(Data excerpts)
%%

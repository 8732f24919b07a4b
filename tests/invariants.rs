use std::collections::BTreeSet;

use cohorts::config::{ClassCriteria, CohortConfig, DateRange, MatchOrder, ReservationConditions};
use cohorts::data::{Cohort, DateField, DocumentRecord, RecordTable};
use cohorts::{CohortBuilder, CohortRng, DocId};

const GENDERS: [&str; 3] = ["f", "m", ""];
const NATIONS: [&str; 4] = ["us", "uk", "ca", ""];

fn build_record(id: String, idx: i32, tags: &[&str]) -> DocumentRecord {
    DocumentRecord::new(id)
        .with_firstpub(1850 + (idx * 7) % 120)
        .with_gender(GENDERS[idx as usize % GENDERS.len()])
        .with_nation(NATIONS[idx as usize % NATIONS.len()])
        .with_tags(tags.iter().copied())
}

fn corpus() -> RecordTable {
    let mut records = Vec::new();
    for idx in 0..40 {
        let tags: &[&str] = match idx % 8 {
            0 => &["juv"],
            1 => &["sf_loc", "juv"],
            _ => &["sf_loc"],
        };
        records.push(build_record(format!("pos_{idx:03}"), idx, tags));
    }
    for idx in 0..90 {
        let tags: &[&str] = match idx % 15 {
            0 => &["random", "poetry"],
            1 => &["random", "drop"],
            _ => &["random"],
        };
        records.push(build_record(format!("neg_{idx:03}"), idx + 3, tags));
    }
    records
        .into_iter()
        .map(|record| (record.id.clone(), record))
        .collect()
}

fn reserving_config(sizecap: i64) -> CohortConfig {
    CohortConfig::new(ClassCriteria::tags(["sf_loc", "juv"], ["random"]))
        .with_sizecap(sizecap)
        .with_negative_exclusions(["poetry"])
        .with_reservation(ReservationConditions::parse(["juv", "1860", "1950"]).unwrap())
}

fn assert_structural_invariants(cohort: &Cohort) {
    let class_keys: BTreeSet<&DocId> = cohort.classes.keys().collect();
    let ids: BTreeSet<&DocId> = cohort.ids.iter().collect();
    assert_eq!(class_keys, ids, "every selected id carries exactly one class");
    assert!(cohort.classes.values().all(|class| *class <= 1));
    assert!(cohort.reservation.is_subset(&cohort.ids));

    let mut seen_negatives = BTreeSet::new();
    for pair in &cohort.pairs {
        assert_eq!(cohort.classes.get(&pair.positive), Some(&1));
        assert_eq!(cohort.classes.get(&pair.negative), Some(&0));
        assert!(seen_negatives.insert(pair.negative.clone()), "negative reused");
    }
}

#[test]
fn cohorts_hold_structural_invariants_across_seeds() {
    let records = corpus();
    for seed in [0, 1, 7, 42, 1234] {
        for sizecap in [-1, 0, 5, 12, 100] {
            let builder = CohortBuilder::new(reserving_config(sizecap)).unwrap();
            let cohort = builder
                .build(&records, &mut CohortRng::new(seed))
                .unwrap();
            assert_structural_invariants(&cohort);

            let reserved: BTreeSet<&DocId> = cohort.reserved_positives().collect();
            let trainable = cohort.positives().filter(|id| !reserved.contains(id)).count();
            if sizecap > 0 {
                assert!(trainable <= sizecap as usize);
                assert_eq!(cohort.pairs.len(), cohort.positives().count());
            } else {
                assert!(cohort.pairs.is_empty());
            }
        }
    }
}

#[test]
fn excluded_and_dropped_documents_never_selected() {
    let records = corpus();
    let builder = CohortBuilder::new(reserving_config(0)).unwrap();
    let cohort = builder.build(&records, &mut CohortRng::new(5)).unwrap();

    for (id, record) in &records {
        if record.has_tag("drop") || record.has_tag("poetry") {
            assert!(!cohort.ids.contains(id), "{id} should have been removed");
        }
    }
}

#[test]
fn unbounded_sizecap_keeps_all_negatives() {
    let records = corpus();
    let builder = CohortBuilder::new(reserving_config(0)).unwrap();
    let partition = builder.partition(&records);
    let cohort = builder.build(&records, &mut CohortRng::new(9)).unwrap();

    let negatives: BTreeSet<DocId> = cohort.negatives().cloned().collect();
    assert_eq!(negatives, partition.negatives);
    let positives: BTreeSet<DocId> = cohort.positives().cloned().collect();
    assert_eq!(positives, partition.positives);
}

#[test]
fn reserved_positives_are_never_capped() {
    let records = corpus();
    let uncapped = CohortBuilder::new(reserving_config(0))
        .unwrap()
        .build(&records, &mut CohortRng::new(3))
        .unwrap();
    let capped = CohortBuilder::new(reserving_config(2))
        .unwrap()
        .build(&records, &mut CohortRng::new(3))
        .unwrap();

    let before: BTreeSet<&DocId> = uncapped.reserved_positives().collect();
    let after: BTreeSet<&DocId> = capped.reserved_positives().collect();
    assert!(!before.is_empty());
    assert_eq!(before, after);
}

#[test]
fn same_seed_yields_identical_cohort() {
    let records = corpus();
    for order in [MatchOrder::Identifier, MatchOrder::TrainableFirst] {
        let builder =
            CohortBuilder::new(reserving_config(10).with_match_order(order)).unwrap();
        let first = builder.build(&records, &mut CohortRng::new(77)).unwrap();
        let second = builder.build(&records, &mut CohortRng::new(77)).unwrap();
        assert_eq!(
            serde_json::to_string(&first).unwrap(),
            serde_json::to_string(&second).unwrap()
        );
    }
}

#[test]
fn different_seeds_change_capped_selection() {
    let records = corpus();
    let builder = CohortBuilder::new(reserving_config(4)).unwrap();
    let selections: BTreeSet<Vec<DocId>> = (0..8)
        .map(|seed| {
            builder
                .build(&records, &mut CohortRng::new(seed))
                .unwrap()
                .positives()
                .cloned()
                .collect()
        })
        .collect();
    assert!(selections.len() > 1);
}

#[test]
fn date_mode_overlap_resolves_positive() {
    let records: RecordTable = (0..30)
        .map(|idx| DocumentRecord::new(format!("doc_{idx:02}")).with_pubdate(1900 + idx))
        .map(|record| (record.id.clone(), record))
        .collect();
    let config = CohortConfig::new(ClassCriteria::dates(
        DateRange::new(1915, 1929),
        DateRange::new(1900, 1920),
    ))
    .with_date_field(DateField::PubDate);
    let cohort = CohortBuilder::new(config)
        .unwrap()
        .build(&records, &mut CohortRng::new(1))
        .unwrap();

    assert_eq!(cohort.positives().count(), 15);
    assert_eq!(cohort.negatives().count(), 15);
    assert_eq!(cohort.classes.get("doc_17"), Some(&1));
}
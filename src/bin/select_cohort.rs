use cohorts::app::run_select_cohort;

fn main() -> Result<(), Box<dyn std::error::Error>> {
    run_select_cohort(std::env::args().skip(1))
}
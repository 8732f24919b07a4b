/// Constants used when classifying documents.
pub mod labeling {
    /// Tag that removes a document from every class.
    pub const DROP_TAG: &str = "drop";
    /// Substring marking the generic contrast family of negative tags.
    ///
    /// A tag from this family does not conflict with a positive tag.
    pub const GENERIC_CONTRAST_MARKER: &str = "random";
}

/// Constants used by reservation condition parsing.
pub mod reservation {
    use crate::types::Year;

    /// Lower bound of the trainable date window when none is configured.
    pub const DEFAULT_PAST_THRESHOLD: Year = 0;
    /// Upper bound of the trainable date window when none is configured.
    pub const DEFAULT_FUTURE_THRESHOLD: Year = 3000;
    /// Prefix of the token that caps the reservation size (for example `limit==250`).
    pub const LIMIT_PREFIX: &str = "limit==";
    /// Token that disables negative matching for reserved positives.
    pub const NO_MATCH_FLAG: &str = "donotmatch";
    /// Number of numeric tokens that form a date window.
    pub const DATE_WINDOW_TOKENS: usize = 2;
}

/// Constants used by proximity matching.
pub mod matching {
    /// Nationalities eligible for a mismatch penalty.
    pub const KNOWN_NATIONS: [&str; 2] = ["us", "uk"];
    /// Penalty added for a single demographic mismatch.
    ///
    /// Smaller than one year so date dominates either mismatch alone, larger
    /// than half a year so both mismatches together outweigh one year.
    pub const DEMOGRAPHIC_PENALTY: f64 = 0.6;
}

/// Constants used by metadata loading.
pub mod metadata {
    /// Separator between tags in the raw `genretags` column.
    pub const TAG_DELIMITER: char = '|';
    /// Placeholder some catalogs use for a missing author.
    pub const BLANK_AUTHOR: &str = "<blank>";
    /// Prefix for generated names of anonymous authors.
    pub const ANONYMOUS_AUTHOR_PREFIX: &str = "anonymous";
    /// Nationality aliases folded into a canonical code.
    pub const NATION_ALIASES: [(&str, &str); 2] = [("ca", "us"), ("ir", "uk")];
    /// Key in exclude-if rules that lists tags barred from the negative class.
    pub const NEGATIVE_EXCLUSION_KEY: &str = "negatives";

    /// Column holding the document identifier.
    pub const COLUMN_DOCID: &str = "docid";
    /// Column holding the publication date.
    pub const COLUMN_PUBDATE: &str = "date";
    /// Column holding the author's birth year.
    pub const COLUMN_BIRTHDATE: &str = "birthdate";
    /// Column holding the first publication date.
    pub const COLUMN_FIRSTPUB: &str = "firstpub";
    /// Column holding the author's gender.
    pub const COLUMN_GENDER: &str = "gender";
    /// Column holding the author's nationality.
    pub const COLUMN_NATION: &str = "nationality";
    /// Column holding the author name.
    pub const COLUMN_AUTHOR: &str = "author";
    /// Column holding the title.
    pub const COLUMN_TITLE: &str = "title";
    /// Column holding pipe-separated genre tags.
    pub const COLUMN_TAGS: &str = "genretags";
}

/// Constants used by the cohort builder and CLI.
pub mod builder {
    /// Seed used when the caller does not supply one.
    pub const DEFAULT_SEED: u64 = 42;
}
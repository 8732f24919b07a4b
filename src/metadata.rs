//! JSON Lines metadata loading.
//!
//! Each line is an object of catalog columns (`docid`, `date`, `birthdate`,
//! `firstpub`, `gender`, `nationality`, `author`, `title`, `genretags`).
//! Values may be strings or numbers; missing columns read as empty.

use std::collections::{BTreeMap, BTreeSet, HashSet};
use std::fs::File;
use std::io::{BufRead, BufReader};
use std::path::Path;

use serde::{Deserialize, Serialize};
use serde_json::{Map, Value};
use tracing::{debug, info};

use crate::constants::metadata::{
    ANONYMOUS_AUTHOR_PREFIX, BLANK_AUTHOR, COLUMN_AUTHOR, COLUMN_BIRTHDATE, COLUMN_DOCID,
    COLUMN_FIRSTPUB, COLUMN_GENDER, COLUMN_NATION, COLUMN_PUBDATE, COLUMN_TAGS, COLUMN_TITLE,
    NEGATIVE_EXCLUSION_KEY,
};
use crate::data::{DocumentRecord, RecordTable};
use crate::errors::CohortError;
use crate::types::{ColumnName, DocId, Tag, Year};
use crate::utils::{parse_year, split_tags};

/// Column rules that remove rows before they become records.
#[derive(Clone, Debug, Default, PartialEq, Eq, Serialize, Deserialize)]
pub struct MetadataFilter {
    /// Drop rows whose column equals the value.
    ///
    /// The `negatives` key is not a column rule: its pipe-separated value lists
    /// tags barred from the negative class.
    #[serde(default)]
    pub exclude_if: BTreeMap<ColumnName, String>,
    /// Drop rows whose column differs from the value.
    #[serde(default)]
    pub exclude_if_not: BTreeMap<ColumnName, String>,
    /// Drop rows whose column, read as a year, is below the value.
    #[serde(default)]
    pub exclude_below: BTreeMap<ColumnName, Year>,
    /// Drop rows whose column, read as a year, is above the value.
    #[serde(default)]
    pub exclude_above: BTreeMap<ColumnName, Year>,
}

impl MetadataFilter {
    /// Drop rows whose `column` equals `value`.
    pub fn with_exclude_if(
        mut self,
        column: impl Into<ColumnName>,
        value: impl Into<String>,
    ) -> Self {
        self.exclude_if.insert(column.into(), value.into());
        self
    }

    /// Drop rows whose `column` differs from `value`.
    pub fn with_exclude_if_not(
        mut self,
        column: impl Into<ColumnName>,
        value: impl Into<String>,
    ) -> Self {
        self.exclude_if_not.insert(column.into(), value.into());
        self
    }

    /// Drop rows whose `column`, read as a year, is below `year`.
    pub fn with_exclude_below(mut self, column: impl Into<ColumnName>, year: Year) -> Self {
        self.exclude_below.insert(column.into(), year);
        self
    }

    /// Drop rows whose `column`, read as a year, is above `year`.
    pub fn with_exclude_above(mut self, column: impl Into<ColumnName>, year: Year) -> Self {
        self.exclude_above.insert(column.into(), year);
        self
    }

    /// Tags listed under the `negatives` exclude-if key.
    pub fn negative_exclusion_tags(&self) -> BTreeSet<Tag> {
        self.exclude_if
            .get(NEGATIVE_EXCLUSION_KEY)
            .map(|raw| split_tags(raw).into_iter().collect())
            .unwrap_or_default()
    }

    fn excludes(&self, row: &Map<String, Value>) -> bool {
        self.exclude_if
            .iter()
            .filter(|(column, _)| column.as_str() != NEGATIVE_EXCLUSION_KEY)
            .any(|(column, value)| column_text(row, column) == *value)
            || self
                .exclude_if_not
                .iter()
                .any(|(column, value)| column_text(row, column) != *value)
            || self
                .exclude_below
                .iter()
                .any(|(column, year)| parse_year(column_text(row, column)) < *year)
            || self
                .exclude_above
                .iter()
                .any(|(column, year)| parse_year(column_text(row, column)) > *year)
    }
}

/// Counts gathered while loading metadata.
#[derive(Clone, Debug, Default, PartialEq, Eq, Serialize)]
pub struct LoadReport {
    /// Rows described in the metadata.
    pub rows_read: usize,
    /// Rows removed by filter rules.
    pub excluded: usize,
    /// Requested ids with no metadata row.
    pub missing_in_metadata: usize,
    /// Metadata rows whose id was not requested.
    pub missing_in_ids: usize,
    /// Records returned.
    pub accepted: usize,
}

/// Records plus load statistics.
#[derive(Clone, Debug, Default)]
pub struct LoadedMetadata {
    /// Accepted records in load order (or id-list order).
    pub records: RecordTable,
    /// Counts gathered while loading.
    pub report: LoadReport,
}

/// Read a document id list, one id per line; blank lines are skipped.
pub fn load_id_list(path: impl AsRef<Path>) -> Result<Vec<DocId>, CohortError> {
    let file = File::open(path.as_ref())?;
    let mut ids = Vec::new();
    for line in BufReader::new(file).lines() {
        let line = line?;
        let id = line.trim();
        if !id.is_empty() {
            ids.push(id.to_string());
        }
    }
    debug!(ids = ids.len(), "loaded id list");
    Ok(ids)
}

/// Load metadata from a JSON Lines file.
///
/// When `ids` is given, only those documents are returned, in that order.
pub fn load_metadata(
    path: impl AsRef<Path>,
    filter: &MetadataFilter,
    ids: Option<&[DocId]>,
) -> Result<LoadedMetadata, CohortError> {
    let path = path.as_ref();
    debug!(path = %path.display(), "loading metadata");
    let file = File::open(path)?;
    load_metadata_from_reader(BufReader::new(file), filter, ids)
}

/// Load metadata from any buffered reader of JSON Lines.
pub fn load_metadata_from_reader<R: BufRead>(
    reader: R,
    filter: &MetadataFilter,
    ids: Option<&[DocId]>,
) -> Result<LoadedMetadata, CohortError> {
    let mut accepted = RecordTable::new();
    let mut seen: HashSet<DocId> = HashSet::new();
    let mut report = LoadReport::default();
    let mut anonymous = 0usize;

    for (idx, line) in reader.lines().enumerate() {
        let line_no = idx + 1;
        let line = line?;
        if line.trim().is_empty() {
            continue;
        }
        let row: Map<String, Value> =
            serde_json::from_str(&line).map_err(|err| CohortError::Metadata {
                line: line_no,
                reason: err.to_string(),
            })?;

        let id = column_text(&row, COLUMN_DOCID).trim().to_string();
        if id.is_empty() {
            return Err(CohortError::Metadata {
                line: line_no,
                reason: format!("missing '{COLUMN_DOCID}'"),
            });
        }
        if !seen.insert(id.clone()) {
            return Err(CohortError::Metadata {
                line: line_no,
                reason: format!("duplicate document id '{id}'"),
            });
        }
        report.rows_read += 1;

        if filter.excludes(&row) {
            debug!(id = %id, "row removed by metadata filter");
            report.excluded += 1;
            continue;
        }

        let record = build_record(id, &row, &mut anonymous);
        accepted.insert(record.id.clone(), record);
    }

    let records = match ids {
        None => accepted,
        Some(ids) => {
            let requested: HashSet<&DocId> = ids.iter().collect();
            report.missing_in_metadata =
                requested.iter().filter(|id| !seen.contains(**id)).count();
            report.missing_in_ids = seen.iter().filter(|id| !requested.contains(id)).count();
            ids.iter()
                .filter_map(|id| accepted.swap_remove(id).map(|record| (id.clone(), record)))
                .collect()
        }
    };
    report.accepted = records.len();

    info!(
        rows = report.rows_read,
        excluded = report.excluded,
        missing_in_metadata = report.missing_in_metadata,
        missing_in_ids = report.missing_in_ids,
        accepted = report.accepted,
        "metadata loaded"
    );
    Ok(LoadedMetadata { records, report })
}

fn build_record(id: DocId, row: &Map<String, Value>, anonymous: &mut usize) -> DocumentRecord {
    let mut author = column_text(row, COLUMN_AUTHOR).trim().to_string();
    if author.is_empty() || author == BLANK_AUTHOR {
        author = format!("{ANONYMOUS_AUTHOR_PREFIX}{anonymous}");
        *anonymous += 1;
    }

    let mut record = DocumentRecord::new(id)
        .with_pubdate(parse_year(column_text(row, COLUMN_PUBDATE)))
        .with_birthdate(parse_year(column_text(row, COLUMN_BIRTHDATE)))
        .with_firstpub(parse_year(column_text(row, COLUMN_FIRSTPUB)))
        .with_gender(column_text(row, COLUMN_GENDER).trim_end())
        .with_nation(column_text(row, COLUMN_NATION))
        .with_author(author)
        .with_title(column_text(row, COLUMN_TITLE))
        .with_tags(split_tags(&column_text(row, COLUMN_TAGS)));
    if record.firstpub == 0 && record.pubdate > 0 {
        record.firstpub = record.pubdate;
    }
    record
}

fn column_text(row: &Map<String, Value>, column: &str) -> String {
    match row.get(column) {
        Some(Value::String(text)) => text.clone(),
        Some(Value::Number(number)) => number.to_string(),
        Some(Value::Bool(flag)) => flag.to_string(),
        _ => String::new(),
    }
}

%%

◆ **AIM OF THE EXERCISE**
Copy all lines of the records in which the string "every" can be found.

◆ **ANSWER TO THIS EXERCISE**
    assert_eq!(class_keys, ids, "every selected id carries exactly one class");
    /// Tag that removes a document from every class.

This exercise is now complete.